• TASK ITEM: Work through the records below and copy every line that includes "else".

• ENTRIES SHOWN:
━━━━━━━━━━━━━━━━━━━━

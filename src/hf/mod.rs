//! Hands-Free role
//!
//! The HF side of the profile: parses AT result-code lines from connected
//! audio gateways, tracks per-device indicator and call state in a
//! [`CallRegistry`], and correlates bare `OK`/`ERROR` acknowledgements with
//! the in-flight command queue.

pub mod correlator;
pub mod device;
pub mod engine;
pub mod parser;
pub mod registry;

pub use correlator::{CommandKind, Correlator};
pub use device::{CallRecord, DeviceRecord, IndicatorMap};
pub use engine::HfEngine;
pub use registry::CallRegistry;

use crate::{
    BluetoothAddress,
    constants::{MAX_NUMBER_LEN, MAX_RESULT_LEN},
};
use heapless::String;

/// Semantic meaning of one peer-reported indicator position
#[derive(Debug, Clone, Copy, PartialEq, Eq, defmt::Format)]
pub enum IndicatorKind {
    /// Network registration (0/1)
    Service,
    /// Call in progress (0/1)
    Call,
    /// Call setup phase (0..3)
    CallSetup,
    /// Held-call state (0..2)
    CallHeld,
    /// Signal strength (0..5)
    Signal,
    /// Roaming (0/1)
    Roaming,
    /// Battery charge (0..5)
    Battery,
}

impl IndicatorKind {
    /// Classify one quoted indicator name from a `+CIND:` support response.
    ///
    /// Peers embellish the standard names, so matching is by substring. The
    /// compound names must be tested before the plain `CALL`.
    #[must_use]
    pub fn from_name(name: &str) -> Option<Self> {
        if name.contains("CALLSETUP") {
            Some(Self::CallSetup)
        } else if name.contains("CALLHELD") {
            Some(Self::CallHeld)
        } else if name.contains("CALL") {
            Some(Self::Call)
        } else if name.contains("SERVICE") {
            Some(Self::Service)
        } else if name.contains("SIGNAL") {
            Some(Self::Signal)
        } else if name.contains("ROAM") {
            Some(Self::Roaming)
        } else if name.contains("BATT") {
            Some(Self::Battery)
        } else {
            None
        }
    }
}

/// AG feature support negotiated via `+BRSF`
///
/// The bitmask is parsed as the 12-bit superset; peers speaking an older
/// protocol version simply leave the upper bits clear.
#[derive(Debug, Clone, Copy, Default, PartialEq, Eq, defmt::Format)]
pub struct AgFeatures {
    /// Three-way calling
    pub three_way_calling: bool,
    /// Echo cancellation / noise reduction
    pub nrec: bool,
    /// Voice recognition activation
    pub voice_recognition: bool,
    /// In-band ring tone
    pub in_band_ring: bool,
    /// Attach a number to a voice tag
    pub voice_tag: bool,
    /// Ability to reject a call
    pub reject_call: bool,
    /// Enhanced call status
    pub enhanced_call_status: bool,
    /// Enhanced call control
    pub enhanced_call_control: bool,
    /// Extended error result codes
    pub extended_error: bool,
    /// Codec negotiation
    pub codec_negotiation: bool,
    /// HF indicators
    pub hf_indicators: bool,
    /// eSCO S4 settings
    pub esco_s4: bool,
}

impl AgFeatures {
    /// Decode a `+BRSF` bitmask
    #[must_use]
    pub fn from_bitmask(bits: u16) -> Self {
        Self {
            three_way_calling: bits & (1 << 0) != 0,
            nrec: bits & (1 << 1) != 0,
            voice_recognition: bits & (1 << 2) != 0,
            in_band_ring: bits & (1 << 3) != 0,
            voice_tag: bits & (1 << 4) != 0,
            reject_call: bits & (1 << 5) != 0,
            enhanced_call_status: bits & (1 << 6) != 0,
            enhanced_call_control: bits & (1 << 7) != 0,
            extended_error: bits & (1 << 8) != 0,
            codec_negotiation: bits & (1 << 9) != 0,
            hf_indicators: bits & (1 << 10) != 0,
            esco_s4: bits & (1 << 11) != 0,
        }
    }
}

/// Map a `+CLCC` direction code to its symbolic name
#[must_use]
pub fn direction_name(code: u8) -> &'static str {
    match code {
        0 => "outgoing",
        _ => "incoming",
    }
}

/// Map a `+CLCC` status code to its symbolic name
#[must_use]
pub fn status_name(code: u8) -> &'static str {
    match code {
        0 => "active",
        1 => "held",
        2 => "dialing",
        3 => "alerting",
        4 => "incoming",
        5 => "waiting",
        _ => "callheldbyresponse",
    }
}

/// HF role error type
#[derive(Debug, Clone, Copy, PartialEq, Eq, defmt::Format)]
pub enum HfError {
    /// A result-code line or one of its fields failed to parse
    ParseError,
    /// An indicator value arrived before the indicator layout was negotiated
    NegotiationIncomplete,
    /// The addressed device has no registry entry
    NotConnected,
    /// The addressed adapter has no registry entry
    AdapterNotFound,
    /// A requested value is outside its protocol range
    InvalidValue,
}

/// Side effects produced by the HF engine, performed by the processor layer
#[derive(Debug, Clone, PartialEq, Eq)]
pub enum HfAction {
    /// Send one AT command to a peer
    SendAt {
        /// Destination device
        address: BluetoothAddress,
        /// Command type
        at_type: crate::AtType,
        /// Command name, including any `+` prefix
        command: String<MAX_RESULT_LEN>,
        /// Argument string, empty when the command takes none
        arguments: String<MAX_NUMBER_LEN>,
    },
    /// Forward a speaker volume to the audio sink, rescaled to 0..100
    SetSinkVolume {
        /// Device the volume belongs to
        address: BluetoothAddress,
        /// Volume percentage
        percent: u8,
    },
    /// Device status changed in a way observers must see
    NotifyObservers,
    /// Resolve the pending client request for a device
    RespondClient {
        /// Device the request addressed
        address: BluetoothAddress,
        /// Whether the peer accepted the request
        success: bool,
    },
}

/// Rescale a 0..15 speaker gain to the sink's 0..100 range
#[must_use]
pub fn gain_to_percent(gain: u8) -> u8 {
    ((u16::from(gain) * 100) / u16::from(crate::constants::SPEAKER_GAIN_MAX)) as u8
}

━━━━━━━━━━━━━━━━━━━━

• ANSWER TO THE EXERCISE:
        } else if name.contains("CALLHELD") {
        } else if name.contains("CALL") {
        } else if name.contains("SERVICE") {
        } else if name.contains("SIGNAL") {
        } else if name.contains("ROAM") {
        } else if name.contains("BATT") {
        } else {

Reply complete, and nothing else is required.